- Exercise prompt -
Repeat every line of the material below exactly.

- Input data -
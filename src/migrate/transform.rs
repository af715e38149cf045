//! Pure transformation from cache entries to canonical session records
//!
//! No I/O and no mutation of inputs: the same `(key, value)` pair always
//! yields the same record, which is what makes re-runs idempotent and
//! lets the transform be tested without a live store.

use crate::error::SessmigError;
use crate::store::types::{RawSessionValue, SessionKey, SessionRecord};
use chrono::{DateTime, Utc};

/// Field of the raw value that embeds the key identity, removed from
/// `data` because the destination carries it in its own column.
const IDENTITY_FIELD: &str = "session_id";

/// Convert a `(key, value)` pair into a canonical session record.
///
/// Derives `session_id` by stripping `prefix` from the key and builds
/// `data` from every field of `value` except the embedded identity
/// field. Timestamps are lifted from RFC-3339 `created_at` /
/// `updated_at` string fields when the payload carries them.
///
/// # Errors
///
/// Returns `SessmigError::Decode` when the key does not start with
/// `prefix` or the stripped identifier is empty; such a record has no
/// valid destination identity.
pub fn transform(
    prefix: &str,
    key: &SessionKey,
    value: &RawSessionValue,
) -> Result<SessionRecord, SessmigError> {
    let session_id = key.as_str().strip_prefix(prefix).ok_or_else(|| {
        SessmigError::Decode(format!(
            "Key {} does not carry namespace prefix {:?}",
            key, prefix
        ))
    })?;

    if session_id.is_empty() {
        return Err(SessmigError::Decode(format!(
            "Key {} has an empty identifier after the namespace prefix",
            key
        )));
    }

    let mut data = value.clone();
    data.remove(IDENTITY_FIELD);

    Ok(SessionRecord {
        session_id: session_id.to_string(),
        data,
        created_at: lift_timestamp(value, "created_at"),
        updated_at: lift_timestamp(value, "updated_at"),
    })
}

fn lift_timestamp(value: &RawSessionValue, field: &str) -> Option<DateTime<Utc>> {
    value
        .get(field)
        .and_then(|v| v.as_str())
        .and_then(|s| DateTime::parse_from_rfc3339(s).ok())
        .map(|dt| dt.with_timezone(&Utc))
}

#[cfg(test)]
mod tests {
    use super::*;

    fn raw(fields: &[(&str, serde_json::Value)]) -> RawSessionValue {
        let mut map = RawSessionValue::new();
        for (name, value) in fields {
            map.insert(name.to_string(), value.clone());
        }
        map
    }

    #[test]
    fn test_transform_strips_namespace_prefix() {
        let key = SessionKey::from("session:abc123");
        let value = raw(&[("theme", serde_json::json!("dark"))]);

        let record = transform("session:", &key, &value).expect("transform failed");
        assert_eq!(record.session_id, "abc123");
        assert!(!record.session_id.contains("session:"));
    }

    #[test]
    fn test_transform_removes_identity_field_from_data() {
        let key = SessionKey::from("session:abc123");
        let value = raw(&[
            ("session_id", serde_json::json!("abc123")),
            ("theme", serde_json::json!("dark")),
        ]);

        let record = transform("session:", &key, &value).expect("transform failed");
        assert!(record.data.get("session_id").is_none());
        assert_eq!(record.data.get("theme"), Some(&serde_json::json!("dark")));
    }

    #[test]
    fn test_transform_keeps_all_other_fields() {
        let key = SessionKey::from("session:abc123");
        let value = raw(&[
            ("theme", serde_json::json!("dark")),
            ("user_id", serde_json::json!(42)),
            ("flags", serde_json::json!({"beta": true})),
        ]);

        let record = transform("session:", &key, &value).expect("transform failed");
        assert_eq!(record.data.len(), 3);
        assert_eq!(record.data.get("user_id"), Some(&serde_json::json!(42)));
    }

    #[test]
    fn test_transform_empty_value_yields_empty_data() {
        let key = SessionKey::from("session:xyz789");
        let record = transform("session:", &key, &raw(&[])).expect("transform failed");
        assert_eq!(record.session_id, "xyz789");
        assert!(record.data.is_empty());
    }

    #[test]
    fn test_transform_is_deterministic() {
        let key = SessionKey::from("session:abc123");
        let value = raw(&[
            ("theme", serde_json::json!("dark")),
            ("created_at", serde_json::json!("2024-03-01T10:00:00+00:00")),
        ]);

        let first = transform("session:", &key, &value).expect("first transform failed");
        let second = transform("session:", &key, &value).expect("second transform failed");
        assert_eq!(first, second);
        assert_eq!(
            serde_json::to_vec(&first).expect("serialize first"),
            serde_json::to_vec(&second).expect("serialize second")
        );
    }

    #[test]
    fn test_transform_does_not_mutate_input() {
        let key = SessionKey::from("session:abc123");
        let value = raw(&[("session_id", serde_json::json!("abc123"))]);
        let before = value.clone();

        transform("session:", &key, &value).expect("transform failed");
        assert_eq!(value, before);
    }

    #[test]
    fn test_transform_lifts_rfc3339_timestamps() {
        let key = SessionKey::from("session:abc123");
        let value = raw(&[
            ("created_at", serde_json::json!("2024-03-01T10:00:00+00:00")),
            ("updated_at", serde_json::json!("2024-03-02T11:30:00+00:00")),
        ]);

        let record = transform("session:", &key, &value).expect("transform failed");
        assert_eq!(
            record.created_at.map(|dt| dt.to_rfc3339()),
            Some("2024-03-01T10:00:00+00:00".to_string())
        );
        assert!(record.updated_at.is_some());
        // Timestamp fields stay in data; only the identity field is dropped.
        assert!(record.data.get("created_at").is_some());
    }

    #[test]
    fn test_transform_ignores_unparseable_timestamps() {
        let key = SessionKey::from("session:abc123");
        let value = raw(&[("created_at", serde_json::json!("last tuesday"))]);

        let record = transform("session:", &key, &value).expect("transform failed");
        assert!(record.created_at.is_none());
    }

    #[test]
    fn test_transform_rejects_key_without_prefix() {
        let key = SessionKey::from("token:abc123");
        let err = transform("session:", &key, &raw(&[])).expect_err("expected error");
        assert!(matches!(err, SessmigError::Decode(_)));
    }

    #[test]
    fn test_transform_rejects_empty_identifier() {
        let key = SessionKey::from("session:");
        let err = transform("session:", &key, &raw(&[])).expect_err("expected error");
        assert!(matches!(err, SessmigError::Decode(_)));
    }
}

- Response for this exercise -
filename src/migrate/transform.rs
repository af715e38149cf045
//! Pure transformation from cache entries to canonical session records
//!
//! No I/O and no mutation of inputs: the same `(key, value)` pair always
//! yields the same record, which is what makes re-runs idempotent and
//! lets the transform be tested without a live store.

use crate::error::SessmigError;
use crate::store::types::{RawSessionValue, SessionKey, SessionRecord};
use chrono::{DateTime, Utc};

/// Field of the raw value that embeds the key identity, removed from
/// `data` because the destination carries it in its own column.
const IDENTITY_FIELD: &str = "session_id";

/// Convert a `(key, value)` pair into a canonical session record.
///
/// Derives `session_id` by stripping `prefix` from the key and builds
/// `data` from every field of `value` except the embedded identity
/// field. Timestamps are lifted from RFC-3339 `created_at` /
/// `updated_at` string fields when the payload carries them.
///
/// # Errors
///
/// Returns `SessmigError::Decode` when the key does not start with
/// `prefix` or the stripped identifier is empty; such a record has no
/// valid destination identity.
pub fn transform(
    prefix: &str,
    key: &SessionKey,
    value: &RawSessionValue,
) -> Result<SessionRecord, SessmigError> {
    let session_id = key.as_str().strip_prefix(prefix).ok_or_else(|| {
        SessmigError::Decode(format!(
            "Key {} does not carry namespace prefix {:?}",
            key, prefix
        ))
    })?;

    if session_id.is_empty() {
        return Err(SessmigError::Decode(format!(
            "Key {} has an empty identifier after the namespace prefix",
            key
        )));
    }

    let mut data = value.clone();
    data.remove(IDENTITY_FIELD);

    Ok(SessionRecord {
        session_id: session_id.to_string(),
        data,
        created_at: lift_timestamp(value, "created_at"),
        updated_at: lift_timestamp(value, "updated_at"),
    })
}

fn lift_timestamp(value: &RawSessionValue, field: &str) -> Option<DateTime<Utc>> {
    value
        .get(field)
        .and_then(|v| v.as_str())
        .and_then(|s| DateTime::parse_from_rfc3339(s).ok())
        .map(|dt| dt.with_timezone(&Utc))
}

#[cfg(test)]
mod tests {
    use super::*;

    fn raw(fields: &[(&str, serde_json::Value)]) -> RawSessionValue {
        let mut map = RawSessionValue::new();
        for (name, value) in fields {
            map.insert(name.to_string(), value.clone());
        }
        map
    }

    #[test]
    fn test_transform_strips_namespace_prefix() {
        let key = SessionKey::from("session:abc123");
        let value = raw(&[("theme", serde_json::json!("dark"))]);

        let record = transform("session:", &key, &value).expect("transform failed");
        assert_eq!(record.session_id, "abc123");
        assert!(!record.session_id.contains("session:"));
    }

    #[test]
    fn test_transform_removes_identity_field_from_data() {
        let key = SessionKey::from("session:abc123");
        let value = raw(&[
            ("session_id", serde_json::json!("abc123")),
            ("theme", serde_json::json!("dark")),
        ]);

        let record = transform("session:", &key, &value).expect("transform failed");
        assert!(record.data.get("session_id").is_none());
        assert_eq!(record.data.get("theme"), Some(&serde_json::json!("dark")));
    }

    #[test]
    fn test_transform_keeps_all_other_fields() {
        let key = SessionKey::from("session:abc123");
        let value = raw(&[
            ("theme", serde_json::json!("dark")),
            ("user_id", serde_json::json!(42)),
            ("flags", serde_json::json!({"beta": true})),
        ]);

        let record = transform("session:", &key, &value).expect("transform failed");
        assert_eq!(record.data.len(), 3);
        assert_eq!(record.data.get("user_id"), Some(&serde_json::json!(42)));
    }

    #[test]
    fn test_transform_empty_value_yields_empty_data() {
        let key = SessionKey::from("session:xyz789");
        let record = transform("session:", &key, &raw(&[])).expect("transform failed");
        assert_eq!(record.session_id, "xyz789");
        assert!(record.data.is_empty());
    }

    #[test]
    fn test_transform_is_deterministic() {
        let key = SessionKey::from("session:abc123");
        let value = raw(&[
            ("theme", serde_json::json!("dark")),
            ("created_at", serde_json::json!("2024-03-01T10:00:00+00:00")),
        ]);

        let first = transform("session:", &key, &value).expect("first transform failed");
        let second = transform("session:", &key, &value).expect("second transform failed");
        assert_eq!(first, second);
        assert_eq!(
            serde_json::to_vec(&first).expect("serialize first"),
            serde_json::to_vec(&second).expect("serialize second")
        );
    }

    #[test]
    fn test_transform_does_not_mutate_input() {
        let key = SessionKey::from("session:abc123");
        let value = raw(&[("session_id", serde_json::json!("abc123"))]);
        let before = value.clone();

        transform("session:", &key, &value).expect("transform failed");
        assert_eq!(value, before);
    }

    #[test]
    fn test_transform_lifts_rfc3339_timestamps() {
        let key = SessionKey::from("session:abc123");
        let value = raw(&[
            ("created_at", serde_json::json!("2024-03-01T10:00:00+00:00")),
            ("updated_at", serde_json::json!("2024-03-02T11:30:00+00:00")),
        ]);

        let record = transform("session:", &key, &value).expect("transform failed");
        assert_eq!(
            record.created_at.map(|dt| dt.to_rfc3339()),
            Some("2024-03-01T10:00:00+00:00".to_string())
        );
        assert!(record.updated_at.is_some());
        // Timestamp fields stay in data; only the identity field is dropped.
        assert!(record.data.get("created_at").is_some());
    }

    #[test]
    fn test_transform_ignores_unparseable_timestamps() {
        let key = SessionKey::from("session:abc123");
        let value = raw(&[("created_at", serde_json::json!("last tuesday"))]);

        let record = transform("session:", &key, &value).expect("transform failed");
        assert!(record.created_at.is_none());
    }

    #[test]
    fn test_transform_rejects_key_without_prefix() {
        let key = SessionKey::from("token:abc123");
        let err = transform("session:", &key, &raw(&[])).expect_err("expected error");
        assert!(matches!(err, SessmigError::Decode(_)));
    }

    #[test]
    fn test_transform_rejects_empty_identifier() {
        let key = SessionKey::from("session:");
        let err = transform("session:", &key, &raw(&[])).expect_err("expected error");
        assert!(matches!(err, SessmigError::Decode(_)));
    }
}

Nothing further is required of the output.